* [Requirement]:
Print exactly the lines from the line with "pub fn middleware_count(&self)" to the last line of the data, please, both included.

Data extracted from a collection
*** Begin section ***

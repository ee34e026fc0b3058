//! Application facade: route registration, groups and dispatch.
//!
//! [`App`] owns the route table and the not-found chain. Registration goes
//! through the [`Routes`] trait, which both `App` and [`Group`] implement, so
//! the per-method helpers (`get`, `post`, ...) read the same on either.

use std::sync::Arc;

use bytes::Bytes;
use http_body_util::Full;
use tracing::Instrument;
use waypoint_config::WaypointConfig;
use waypoint_core::{BoxedHandler, Context, HandlerResult, NotFound, Request, Response};
use waypoint_router::{MethodFilter, RouteError, Router, SharedRouter};

/// Route registration shared by [`App`] and [`Group`].
///
/// Only [`add`](Routes::add) is required; every per-method helper forwards
/// to it.
pub trait Routes {
    /// Registers a handler chain for `method` and `pattern`.
    ///
    /// # Errors
    ///
    /// Returns [`RouteError`] when the pattern is malformed, the chain is
    /// empty or the method cannot be routed.
    fn add<I>(
        &self,
        method: impl Into<MethodFilter>,
        pattern: &str,
        handlers: I,
    ) -> Result<(), RouteError>
    where
        I: IntoIterator<Item = BoxedHandler>;

    /// Registers a `GET` route.
    ///
    /// # Errors
    ///
    /// See [`Routes::add`].
    fn get<I>(&self, pattern: &str, handlers: I) -> Result<(), RouteError>
    where
        I: IntoIterator<Item = BoxedHandler>,
    {
        self.add(http::Method::GET, pattern, handlers)
    }

    /// Registers a `POST` route.
    ///
    /// # Errors
    ///
    /// See [`Routes::add`].
    fn post<I>(&self, pattern: &str, handlers: I) -> Result<(), RouteError>
    where
        I: IntoIterator<Item = BoxedHandler>,
    {
        self.add(http::Method::POST, pattern, handlers)
    }

    /// Registers a `PUT` route.
    ///
    /// # Errors
    ///
    /// See [`Routes::add`].
    fn put<I>(&self, pattern: &str, handlers: I) -> Result<(), RouteError>
    where
        I: IntoIterator<Item = BoxedHandler>,
    {
        self.add(http::Method::PUT, pattern, handlers)
    }

    /// Registers a `DELETE` route.
    ///
    /// # Errors
    ///
    /// See [`Routes::add`].
    fn delete<I>(&self, pattern: &str, handlers: I) -> Result<(), RouteError>
    where
        I: IntoIterator<Item = BoxedHandler>,
    {
        self.add(http::Method::DELETE, pattern, handlers)
    }

    /// Registers a `PATCH` route.
    ///
    /// # Errors
    ///
    /// See [`Routes::add`].
    fn patch<I>(&self, pattern: &str, handlers: I) -> Result<(), RouteError>
    where
        I: IntoIterator<Item = BoxedHandler>,
    {
        self.add(http::Method::PATCH, pattern, handlers)
    }

    /// Registers a `HEAD` route.
    ///
    /// # Errors
    ///
    /// See [`Routes::add`].
    fn head<I>(&self, pattern: &str, handlers: I) -> Result<(), RouteError>
    where
        I: IntoIterator<Item = BoxedHandler>,
    {
        self.add(http::Method::HEAD, pattern, handlers)
    }

    /// Registers an `OPTIONS` route.
    ///
    /// # Errors
    ///
    /// See [`Routes::add`].
    fn options<I>(&self, pattern: &str, handlers: I) -> Result<(), RouteError>
    where
        I: IntoIterator<Item = BoxedHandler>,
    {
        self.add(http::Method::OPTIONS, pattern, handlers)
    }

    /// Registers a `CONNECT` route.
    ///
    /// # Errors
    ///
    /// See [`Routes::add`].
    fn connect<I>(&self, pattern: &str, handlers: I) -> Result<(), RouteError>
    where
        I: IntoIterator<Item = BoxedHandler>,
    {
        self.add(http::Method::CONNECT, pattern, handlers)
    }

    /// Registers a `TRACE` route.
    ///
    /// # Errors
    ///
    /// See [`Routes::add`].
    fn trace<I>(&self, pattern: &str, handlers: I) -> Result<(), RouteError>
    where
        I: IntoIterator<Item = BoxedHandler>,
    {
        self.add(http::Method::TRACE, pattern, handlers)
    }

    /// Registers a route under all nine routable methods.
    ///
    /// # Errors
    ///
    /// See [`Routes::add`].
    fn any<I>(&self, pattern: &str, handlers: I) -> Result<(), RouteError>
    where
        I: IntoIterator<Item = BoxedHandler>,
    {
        self.add(MethodFilter::Any, pattern, handlers)
    }
}

/// A Waypoint application.
///
/// # Example
///
/// ```
/// use http::StatusCode;
/// use waypoint_core::handler_fn;
/// use waypoint_server::{App, Routes};
///
/// let app = App::new();
/// app.get("/users/:id", [handler_fn(|ctx| {
///     Box::pin(async move {
///         let id = ctx.param("id").unwrap_or_default().to_string();
///         ctx.text(StatusCode::OK, id);
///         Ok(())
///     })
/// })])
/// .unwrap();
///
/// let request = http::Request::get("/users/42").body(Default::default()).unwrap();
/// let response = tokio_test::block_on(app.dispatch(request));
/// assert_eq!(response.status(), StatusCode::OK);
/// ```
pub struct App {
    router: SharedRouter<BoxedHandler>,
    not_found: Arc<[BoxedHandler]>,
}

impl App {
    /// Creates an application with lenient parameter naming.
    #[must_use]
    pub fn new() -> Self {
        Self::with_router(Router::new())
    }

    /// Creates an application from a prepared router.
    #[must_use]
    pub fn with_router(router: Router<BoxedHandler>) -> Self {
        let not_found: Vec<BoxedHandler> = vec![Arc::new(NotFound)];
        Self {
            router: SharedRouter::new(router),
            not_found: not_found.into(),
        }
    }

    /// Creates an application using the router section of `config`.
    #[must_use]
    pub fn from_config(config: &WaypointConfig) -> Self {
        Self::with_router(Router::new().with_strict_params(config.router.strict_params))
    }

    /// Replaces the chain run for requests that match no route.
    ///
    /// An empty chain falls back to the built-in plain-text 404.
    pub fn set_not_found<I>(&mut self, handlers: I)
    where
        I: IntoIterator<Item = BoxedHandler>,
    {
        let mut chain: Vec<BoxedHandler> = handlers.into_iter().collect();
        if chain.is_empty() {
            chain.push(Arc::new(NotFound));
        }
        self.not_found = chain.into();
    }

    /// Starts a route group under `prefix`.
    #[must_use]
    pub fn group(&self, prefix: &str) -> Group {
        Group {
            router: self.router.clone(),
            prefix: prefix.to_string(),
            middlewares: Vec::new(),
        }
    }

    /// The shared route table.
    #[must_use]
    pub const fn router(&self) -> &SharedRouter<BoxedHandler> {
        &self.router
    }

    /// Number of registered routes.
    #[must_use]
    pub fn route_count(&self) -> usize {
        self.router.len()
    }

    /// Renders the route tree.
    #[must_use]
    pub fn dump_routes(&self) -> String {
        self.router.dump()
    }

    /// Logs the route tree at `debug`.
    pub fn log_routes(&self) {
        tracing::debug!(routes = self.route_count(), "route tree\n{}", self.dump_routes());
    }

    /// Runs one request through the router and its handler chain.
    ///
    /// A handler error becomes a JSON error response unless the chain had
    /// already written a response, in which case that response is kept. A
    /// chain that writes nothing yields an empty `200 OK`.
    pub async fn dispatch(&self, request: Request) -> Response {
        let method = request.method().clone();
        let uri_path = request.uri().path().to_string();

        let ctx = match self.router.find(&method, &uri_path) {
            Some(route) => Context::with_route(request, route),
            None => Context::not_found(request, Arc::clone(&self.not_found)),
        };

        let span = tracing::info_span!(
            "request",
            request_id = %ctx.request_id(),
            http.method = %method,
            http.route = %ctx.path(),
        );

        async move {
            let mut ctx = ctx;
            waypoint_telemetry::log_request_start!(
                ctx.request_id(),
                method,
                uri_path,
                ctx.path()
            );
            let result = ctx.next().await;
            finish(ctx, result)
        }
        .instrument(span)
        .await
    }
}

impl Default for App {
    fn default() -> Self {
        Self::new()
    }
}

impl Routes for App {
    fn add<I>(
        &self,
        method: impl Into<MethodFilter>,
        pattern: &str,
        handlers: I,
    ) -> Result<(), RouteError>
    where
        I: IntoIterator<Item = BoxedHandler>,
    {
        self.router.add(method, pattern, handlers)
    }
}

impl std::fmt::Debug for App {
    fn fmt(&self, f: &mut std::fmt::Formatter<'_>) -> std::fmt::Result {
        f.debug_struct("App")
            .field("routes", &self.route_count())
            .field("not_found_chain", &self.not_found.len())
            .finish()
    }
}

fn finish(mut ctx: Context, result: HandlerResult) -> Response {
    let request_id = *ctx.request_id();
    let elapsed_ms = u64::try_from(ctx.elapsed().as_millis()).unwrap_or(u64::MAX);

    let response = match result {
        Ok(()) => ctx
            .take_response()
            .unwrap_or_else(|| http::Response::new(Full::new(Bytes::new()))),
        Err(err) => {
            waypoint_telemetry::log_request_error!(request_id, err);
            match ctx.take_response() {
                Some(response) => response,
                None => err.into_response(Some(&request_id)),
            }
        }
    };

    waypoint_telemetry::log_request_complete!(request_id, response.status().as_u16(), elapsed_ms);
    response
}

/// Routes sharing a path prefix and a middleware list.
///
/// Routes registered on a group get the prefix prepended to their pattern
/// and the group's middlewares prepended to their chain. Nested groups
/// inherit both.
///
/// # Example
///
/// ```
/// use waypoint_core::handler_fn;
/// use waypoint_server::{App, Routes};
///
/// let app = App::new();
/// let mut users = app.group("/users");
/// users.use_middleware(handler_fn(|ctx| Box::pin(async move { ctx.next().await })));
///
/// users.get("/:id", [handler_fn(|_ctx| Box::pin(async { Ok(()) }))]).unwrap();
/// assert!(app.dump_routes().contains(":id"));
/// ```
#[derive(Clone)]
pub struct Group {
    router: SharedRouter<BoxedHandler>,
    prefix: String,
    middlewares: Vec<BoxedHandler>,
}

impl Group {
    /// Appends a middleware to the group.
    ///
    /// Only routes registered after this call carry the middleware.
    pub fn use_middleware(&mut self, middleware: BoxedHandler) -> &mut Self {
        self.middlewares.push(middleware);
        self
    }

    /// Starts a nested group. The prefix and middlewares carry over.
    #[must_use]
    pub fn group(&self, prefix: &str) -> Self {
        Self {
            router: self.router.clone(),
            prefix: format!("{}{prefix}", self.prefix),
            middlewares: self.middlewares.clone(),
        }
    }

    /// The group's path prefix.
    #[must_use]
    pub fn prefix(&self) -> &str {
        &self.prefix
    }

    /// Number of middlewares in front of every route of the group.
    #[must_use]
    pub fn middleware_count(&self) -> usize {
        self.middlewares.len()
    }
}

impl Routes for Group {
    fn add<I>(
        &self,
        method: impl Into<MethodFilter>,
        pattern: &str,
        handlers: I,
    ) -> Result<(), RouteError>
    where
        I: IntoIterator<Item = BoxedHandler>,
    {
        let chain = self.middlewares.iter().cloned().chain(handlers);
        self.router
            .add(method, &format!("{}{pattern}", self.prefix), chain)
    }
}

impl std::fmt::Debug for Group {
    fn fmt(&self, f: &mut std::fmt::Formatter<'_>) -> std::fmt::Result {
        f.debug_struct("Group")
            .field("prefix", &self.prefix)
            .field("middlewares", &self.middlewares.len())
            .finish_non_exhaustive()
    }
}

*** End section ***

* [Reply]:
    pub fn middleware_count(&self) -> usize {
        self.middlewares.len()
    }
}

impl Routes for Group {
    fn add<I>(
        &self,
        method: impl Into<MethodFilter>,
        pattern: &str,
        handlers: I,
    ) -> Result<(), RouteError>
    where
        I: IntoIterator<Item = BoxedHandler>,
    {
        let chain = self.middlewares.iter().cloned().chain(handlers);
        self.router
            .add(method, &format!("{}{pattern}", self.prefix), chain)
    }
}

impl std::fmt::Debug for Group {
    fn fmt(&self, f: &mut std::fmt::Formatter<'_>) -> std::fmt::Result {
        f.debug_struct("Group")
            .field("prefix", &self.prefix)
            .field("middlewares", &self.middlewares.len())
            .finish_non_exhaustive()
    }
}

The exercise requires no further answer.